For further comparison, we also fit a Varying Coefficient Neural Network. As with Varying Coefficient Boosting, we use the geographical features for the coefficient functions. The remaining features are used as regressors. Our neural model is implemented in PyTorch, too, using the nn module. Overall, it’s a simple network with only one hidden layer:

class VaryingCoefficientNeuralNetwork(nn.Module):
    def __init__(self, input_dim, varying_input_dim, hidden_dim):
        super(VaryingCoefficientNeuralNetwork, self).__init__()
        self.input_dim = input_dim
        self.varying_input_dim = varying_input_dim
        self.hidden_dim = hidden_dim

        self.fc1 = nn.Linear(varying_input_dim, hidden_dim)
        self.fc2 = nn.Linear(hidden_dim, hidden_dim)
        self.fc3 = nn.Linear(hidden_dim, input_dim+1)

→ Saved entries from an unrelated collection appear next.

use super::*;

use serde_json::json;

fn lines(raw: serde_json::Value) -> Vec<SupplyLine> {
    serde_json::from_value(raw).expect("supply lines")
}

#[test]
fn members_follow_their_header_in_input_order() {
    let supplies = lines(json!([
        { "num": 1, "cog": "A", "nig": 0, "nog": "Cables" },
        { "num": 2, "cog": "B", "nig": 0, "nog": "Tools" },
        { "num": 3, "cog": "B", "nig": 1, "cod": "T-1", "tot": 4 },
        { "num": 4, "cog": "A", "nig": 1, "cod": "C-1", "tot": 10 },
        { "num": 5, "cog": "A", "nig": 2, "cod": "C-2", "tot": "5" },
        { "num": 6, "cog": "Z", "nig": 1, "cod": "ORPHAN", "tot": 99 }
    ]));

    let groups = group_by_header(&supplies);

    assert_eq!(groups.len(), 2);
    assert_eq!(groups[0].title, "Cables");
    let codes: Vec<_> = groups[0]
        .members
        .iter()
        .map(|line| line.code.as_deref())
        .collect();
    assert_eq!(codes, vec![Some("C-1"), Some("C-2")]);
    assert_eq!(groups[0].subtotal(), 15.0);
    assert_eq!(groups[1].title, "Tools");
    assert_eq!(groups[1].members.len(), 1);
    assert!(groups
        .iter()
        .flat_map(|group| &group.members)
        .all(|line| line.code.as_deref() != Some("ORPHAN")));
}

#[test]
fn repeated_header_keeps_position_and_takes_later_title() {
    let supplies = lines(json!([
        { "cog": 1, "nig": 0, "nog": "First" },
        { "cog": 2, "nig": 0, "nog": "Second" },
        { "cog": 1, "nig": 0, "nog": "Renamed" }
    ]));

    let groups = group_by_header(&supplies);
    let titles: Vec<_> = groups.iter().map(|group| group.title.as_str()).collect();
    assert_eq!(titles, vec!["Renamed", "Second"]);
}

#[test]
fn subtotal_treats_non_numeric_totals_as_zero() {
    let supplies = lines(json!([
        { "cog": "A", "nig": 0, "nog": "Mixed" },
        { "cog": "A", "nig": 1, "tot": 10 },
        { "cog": "A", "nig": 2, "tot": "x" },
        { "cog": "A", "nig": 3, "tot": 5 },
        { "cog": "A", "nig": 4 }
    ]));

    let groups = group_by_header(&supplies);
    assert_eq!(subtotal(groups[0].members.iter().copied()), 15.0);
}

#[test]
fn loose_item_indexes_follow_numeric_reading() {
    let supplies = lines(json!([
        { "cog": "A", "nig": 0, "nog": "Numeric header" },
        { "cog": "B", "nig": "0", "nog": "Text zero is not a header" },
        { "cog": "A", "nig": "1.5", "tot": 2 },
        { "cog": "A", "nig": 0.5, "tot": 3 },
        { "cog": "A", "nig": -1, "tot": 100 },
        { "cog": "A", "tot": 100 }
    ]));

    let groups = group_by_header(&supplies);

    assert_eq!(groups.len(), 1);
    assert_eq!(groups[0].title, "Numeric header");
    assert_eq!(groups[0].members.len(), 2);
    assert_eq!(groups[0].subtotal(), 5.0);
}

    def forward(self, x, x_varying):
        varying_coeffs = self.fc3(torch.relu(self.fc2(torch.relu(self.fc1(x_varying)))))
        x_with_ones = torch.cat([torch.ones(x.shape[0], 1), x], 1)

        result = torch.sum(x_with_ones * varying_coeffs, 1) 
        return result

    def predict_coefficients(self, x_varying):
        varying_coeffs = self.fc2(nn.Softplus()(self.fc1(x_varying)))
        return varying_coeffs

np.random.seed(123)
torch.manual_seed(123)

model_net = VaryingCoefficientNeuralNetwork(input_dim=X_train_reg.shape[1]+1, varying_input_dim=X_train_coeff.shape[1], hidden_dim=10)
criterion = nn.MSELoss()
optimizer = optim.Adam(model_net.parameters(), lr=0.001)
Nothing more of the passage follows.